== SUPPLIED MATERIAL
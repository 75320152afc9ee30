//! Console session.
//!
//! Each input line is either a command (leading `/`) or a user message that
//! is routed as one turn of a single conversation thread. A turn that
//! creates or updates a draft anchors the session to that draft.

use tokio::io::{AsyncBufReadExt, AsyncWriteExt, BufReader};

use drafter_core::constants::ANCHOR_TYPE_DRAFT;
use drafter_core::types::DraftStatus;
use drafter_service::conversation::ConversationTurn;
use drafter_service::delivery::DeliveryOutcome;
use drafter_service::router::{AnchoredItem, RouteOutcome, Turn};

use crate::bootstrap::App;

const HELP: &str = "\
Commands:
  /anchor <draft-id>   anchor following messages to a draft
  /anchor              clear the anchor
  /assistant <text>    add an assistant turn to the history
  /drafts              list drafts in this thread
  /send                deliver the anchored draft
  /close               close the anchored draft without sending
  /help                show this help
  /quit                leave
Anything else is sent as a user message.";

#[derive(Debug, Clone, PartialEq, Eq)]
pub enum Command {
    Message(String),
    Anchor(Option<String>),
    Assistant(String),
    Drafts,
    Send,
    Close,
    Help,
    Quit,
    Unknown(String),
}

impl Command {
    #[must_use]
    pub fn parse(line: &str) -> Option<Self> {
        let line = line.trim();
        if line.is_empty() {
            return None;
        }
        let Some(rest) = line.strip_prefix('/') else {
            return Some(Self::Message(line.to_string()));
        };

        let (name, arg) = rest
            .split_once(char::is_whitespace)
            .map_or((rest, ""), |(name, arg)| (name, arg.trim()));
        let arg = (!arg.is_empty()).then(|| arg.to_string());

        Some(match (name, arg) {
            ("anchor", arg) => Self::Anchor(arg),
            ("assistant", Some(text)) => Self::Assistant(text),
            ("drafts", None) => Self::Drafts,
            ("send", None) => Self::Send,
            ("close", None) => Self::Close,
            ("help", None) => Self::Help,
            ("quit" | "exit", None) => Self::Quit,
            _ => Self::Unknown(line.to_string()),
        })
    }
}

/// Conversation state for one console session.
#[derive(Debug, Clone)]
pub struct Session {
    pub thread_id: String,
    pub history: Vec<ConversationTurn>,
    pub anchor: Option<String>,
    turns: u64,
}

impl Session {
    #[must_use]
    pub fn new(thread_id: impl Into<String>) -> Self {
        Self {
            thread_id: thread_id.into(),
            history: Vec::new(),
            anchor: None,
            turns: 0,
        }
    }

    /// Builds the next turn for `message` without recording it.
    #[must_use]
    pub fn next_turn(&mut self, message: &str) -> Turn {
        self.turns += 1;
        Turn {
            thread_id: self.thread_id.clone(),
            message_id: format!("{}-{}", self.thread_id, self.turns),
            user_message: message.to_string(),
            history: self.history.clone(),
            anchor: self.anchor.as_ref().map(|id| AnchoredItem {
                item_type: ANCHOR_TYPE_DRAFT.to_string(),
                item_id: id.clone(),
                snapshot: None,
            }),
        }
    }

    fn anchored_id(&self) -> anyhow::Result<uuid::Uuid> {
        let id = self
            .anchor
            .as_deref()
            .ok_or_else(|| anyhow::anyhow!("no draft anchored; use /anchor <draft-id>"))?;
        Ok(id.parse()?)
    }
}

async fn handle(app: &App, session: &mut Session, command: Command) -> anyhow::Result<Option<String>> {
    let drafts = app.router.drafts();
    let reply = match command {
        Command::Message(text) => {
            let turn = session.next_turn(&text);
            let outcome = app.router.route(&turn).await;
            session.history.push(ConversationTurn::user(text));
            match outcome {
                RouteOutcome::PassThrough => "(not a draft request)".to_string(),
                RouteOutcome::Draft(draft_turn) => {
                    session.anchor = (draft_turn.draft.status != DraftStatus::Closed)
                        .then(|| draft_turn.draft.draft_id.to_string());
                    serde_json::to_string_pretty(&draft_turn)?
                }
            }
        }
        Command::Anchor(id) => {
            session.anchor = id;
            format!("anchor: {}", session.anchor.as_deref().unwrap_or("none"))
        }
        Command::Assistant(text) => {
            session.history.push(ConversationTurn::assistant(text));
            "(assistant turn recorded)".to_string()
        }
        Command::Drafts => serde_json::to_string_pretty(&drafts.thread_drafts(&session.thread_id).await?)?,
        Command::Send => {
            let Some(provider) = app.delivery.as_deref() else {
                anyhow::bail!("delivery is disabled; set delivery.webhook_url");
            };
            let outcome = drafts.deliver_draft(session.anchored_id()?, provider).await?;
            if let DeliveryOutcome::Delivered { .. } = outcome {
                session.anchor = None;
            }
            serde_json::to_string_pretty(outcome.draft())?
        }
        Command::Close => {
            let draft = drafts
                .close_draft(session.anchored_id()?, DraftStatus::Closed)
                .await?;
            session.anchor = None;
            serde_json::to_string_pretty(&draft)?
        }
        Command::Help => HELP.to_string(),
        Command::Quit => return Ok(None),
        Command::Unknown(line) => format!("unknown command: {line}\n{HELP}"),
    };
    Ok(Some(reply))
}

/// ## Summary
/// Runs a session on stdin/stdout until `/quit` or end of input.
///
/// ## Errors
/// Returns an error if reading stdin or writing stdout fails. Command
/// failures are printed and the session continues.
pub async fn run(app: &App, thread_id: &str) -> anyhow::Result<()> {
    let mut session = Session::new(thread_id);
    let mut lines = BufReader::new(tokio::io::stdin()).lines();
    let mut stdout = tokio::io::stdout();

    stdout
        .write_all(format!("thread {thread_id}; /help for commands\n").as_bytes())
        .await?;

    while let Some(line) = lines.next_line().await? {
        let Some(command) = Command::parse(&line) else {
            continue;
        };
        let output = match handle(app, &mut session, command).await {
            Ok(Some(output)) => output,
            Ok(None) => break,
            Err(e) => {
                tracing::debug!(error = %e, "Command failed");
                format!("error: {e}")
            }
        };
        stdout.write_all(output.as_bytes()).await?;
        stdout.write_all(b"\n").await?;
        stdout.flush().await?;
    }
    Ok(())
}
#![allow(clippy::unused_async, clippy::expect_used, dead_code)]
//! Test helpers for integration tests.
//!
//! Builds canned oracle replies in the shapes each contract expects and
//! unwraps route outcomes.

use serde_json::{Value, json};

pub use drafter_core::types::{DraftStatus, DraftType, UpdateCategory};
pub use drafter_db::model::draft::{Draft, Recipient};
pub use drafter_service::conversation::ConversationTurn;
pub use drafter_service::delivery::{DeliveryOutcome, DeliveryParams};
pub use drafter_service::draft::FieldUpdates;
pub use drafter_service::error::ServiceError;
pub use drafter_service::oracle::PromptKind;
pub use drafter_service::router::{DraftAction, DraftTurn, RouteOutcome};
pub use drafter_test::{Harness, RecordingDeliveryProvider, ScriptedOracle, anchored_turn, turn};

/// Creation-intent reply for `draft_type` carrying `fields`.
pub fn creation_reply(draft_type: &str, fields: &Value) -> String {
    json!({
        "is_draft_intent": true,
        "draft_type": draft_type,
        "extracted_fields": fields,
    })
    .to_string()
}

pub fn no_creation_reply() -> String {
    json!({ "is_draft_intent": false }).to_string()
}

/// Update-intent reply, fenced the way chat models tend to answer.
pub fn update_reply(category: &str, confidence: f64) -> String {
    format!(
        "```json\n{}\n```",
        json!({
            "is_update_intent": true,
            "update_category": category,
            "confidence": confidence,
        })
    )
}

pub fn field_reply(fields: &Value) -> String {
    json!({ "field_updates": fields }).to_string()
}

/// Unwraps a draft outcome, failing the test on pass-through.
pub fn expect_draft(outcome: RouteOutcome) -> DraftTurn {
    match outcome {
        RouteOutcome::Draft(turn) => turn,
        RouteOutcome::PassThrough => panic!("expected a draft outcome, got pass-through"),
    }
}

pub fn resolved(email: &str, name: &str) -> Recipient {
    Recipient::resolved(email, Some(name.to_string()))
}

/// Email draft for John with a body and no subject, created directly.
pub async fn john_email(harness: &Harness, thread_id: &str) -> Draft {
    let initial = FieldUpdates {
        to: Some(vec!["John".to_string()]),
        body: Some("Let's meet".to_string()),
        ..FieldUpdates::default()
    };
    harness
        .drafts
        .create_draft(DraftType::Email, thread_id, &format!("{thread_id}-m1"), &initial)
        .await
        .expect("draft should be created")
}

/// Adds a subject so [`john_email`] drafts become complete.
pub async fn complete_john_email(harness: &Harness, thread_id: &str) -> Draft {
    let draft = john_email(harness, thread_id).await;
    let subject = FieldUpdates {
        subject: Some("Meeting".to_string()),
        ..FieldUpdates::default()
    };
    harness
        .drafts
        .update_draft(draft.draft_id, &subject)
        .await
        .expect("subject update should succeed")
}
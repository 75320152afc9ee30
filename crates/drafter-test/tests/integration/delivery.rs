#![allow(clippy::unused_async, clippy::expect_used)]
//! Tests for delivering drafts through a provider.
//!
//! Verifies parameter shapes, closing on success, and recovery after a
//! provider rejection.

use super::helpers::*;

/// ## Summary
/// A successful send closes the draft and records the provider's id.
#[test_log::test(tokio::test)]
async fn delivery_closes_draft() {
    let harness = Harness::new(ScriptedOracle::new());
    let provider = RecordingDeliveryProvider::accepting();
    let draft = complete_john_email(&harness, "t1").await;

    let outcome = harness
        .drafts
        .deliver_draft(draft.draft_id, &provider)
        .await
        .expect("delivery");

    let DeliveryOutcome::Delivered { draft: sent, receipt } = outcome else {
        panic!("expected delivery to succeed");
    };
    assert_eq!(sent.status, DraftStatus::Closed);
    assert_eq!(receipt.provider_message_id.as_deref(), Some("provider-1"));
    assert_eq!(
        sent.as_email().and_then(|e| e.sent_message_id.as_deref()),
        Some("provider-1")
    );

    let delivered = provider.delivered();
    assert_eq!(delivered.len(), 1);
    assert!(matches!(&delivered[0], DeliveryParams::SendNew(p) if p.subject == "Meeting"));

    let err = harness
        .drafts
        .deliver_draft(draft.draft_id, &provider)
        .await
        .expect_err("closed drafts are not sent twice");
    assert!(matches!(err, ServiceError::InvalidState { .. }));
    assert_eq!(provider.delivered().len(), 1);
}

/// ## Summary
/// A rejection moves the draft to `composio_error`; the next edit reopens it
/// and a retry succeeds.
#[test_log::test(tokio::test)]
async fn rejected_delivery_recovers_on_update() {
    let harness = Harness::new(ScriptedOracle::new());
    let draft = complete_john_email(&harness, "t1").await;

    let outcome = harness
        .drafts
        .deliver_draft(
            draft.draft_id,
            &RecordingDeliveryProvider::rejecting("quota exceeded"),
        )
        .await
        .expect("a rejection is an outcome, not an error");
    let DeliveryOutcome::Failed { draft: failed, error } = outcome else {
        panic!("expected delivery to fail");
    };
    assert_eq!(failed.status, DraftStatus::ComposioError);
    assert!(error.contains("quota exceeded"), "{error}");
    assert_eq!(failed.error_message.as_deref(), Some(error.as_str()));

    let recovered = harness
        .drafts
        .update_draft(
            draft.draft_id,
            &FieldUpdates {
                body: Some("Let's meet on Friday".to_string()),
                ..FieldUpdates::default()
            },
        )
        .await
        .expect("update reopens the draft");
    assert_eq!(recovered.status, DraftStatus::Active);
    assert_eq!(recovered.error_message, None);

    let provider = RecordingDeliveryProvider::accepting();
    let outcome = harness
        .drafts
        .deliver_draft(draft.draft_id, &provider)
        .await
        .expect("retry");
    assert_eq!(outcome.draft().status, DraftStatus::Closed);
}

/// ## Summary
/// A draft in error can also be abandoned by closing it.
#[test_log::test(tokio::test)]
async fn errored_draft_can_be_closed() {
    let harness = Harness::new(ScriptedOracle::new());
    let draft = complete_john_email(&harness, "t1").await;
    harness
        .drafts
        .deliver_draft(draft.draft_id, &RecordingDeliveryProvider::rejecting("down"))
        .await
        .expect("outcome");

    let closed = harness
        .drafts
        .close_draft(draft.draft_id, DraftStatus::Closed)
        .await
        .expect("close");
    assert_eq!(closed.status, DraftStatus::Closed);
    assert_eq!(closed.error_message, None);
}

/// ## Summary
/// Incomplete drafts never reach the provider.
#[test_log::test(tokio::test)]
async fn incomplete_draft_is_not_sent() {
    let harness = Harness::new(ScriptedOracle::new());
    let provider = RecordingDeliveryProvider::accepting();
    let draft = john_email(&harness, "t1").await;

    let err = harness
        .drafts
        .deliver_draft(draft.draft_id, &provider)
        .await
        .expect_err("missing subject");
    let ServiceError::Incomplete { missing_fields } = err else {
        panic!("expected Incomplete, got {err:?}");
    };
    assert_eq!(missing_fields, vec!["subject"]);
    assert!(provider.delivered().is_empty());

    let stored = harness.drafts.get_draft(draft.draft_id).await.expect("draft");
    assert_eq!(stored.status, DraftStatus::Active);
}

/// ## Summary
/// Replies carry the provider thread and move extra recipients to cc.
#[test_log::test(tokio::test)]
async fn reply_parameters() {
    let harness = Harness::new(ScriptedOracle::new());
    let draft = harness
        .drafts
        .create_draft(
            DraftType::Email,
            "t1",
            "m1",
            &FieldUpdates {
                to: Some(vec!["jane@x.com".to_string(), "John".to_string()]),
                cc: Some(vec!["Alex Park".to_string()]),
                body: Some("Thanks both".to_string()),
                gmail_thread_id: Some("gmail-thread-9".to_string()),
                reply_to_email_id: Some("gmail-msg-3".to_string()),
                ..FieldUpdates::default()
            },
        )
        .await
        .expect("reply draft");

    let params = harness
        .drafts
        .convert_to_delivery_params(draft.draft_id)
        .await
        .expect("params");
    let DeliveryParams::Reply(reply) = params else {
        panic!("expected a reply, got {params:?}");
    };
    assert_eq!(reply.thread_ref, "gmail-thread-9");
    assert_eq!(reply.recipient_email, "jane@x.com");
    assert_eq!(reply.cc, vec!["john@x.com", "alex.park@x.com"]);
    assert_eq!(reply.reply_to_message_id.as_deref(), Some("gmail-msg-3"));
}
====
#### [TASK DIRECTIONS]
A copy of each line above that holds the word "router" is the expected answer.

#### [EXPECTED OUTPUT]
use drafter_service::router::{AnchoredItem, RouteOutcome, Turn};
    let drafts = app.router.drafts();
            let outcome = app.router.route(&turn).await;
pub use drafter_service::router::{DraftAction, DraftTurn, RouteOutcome};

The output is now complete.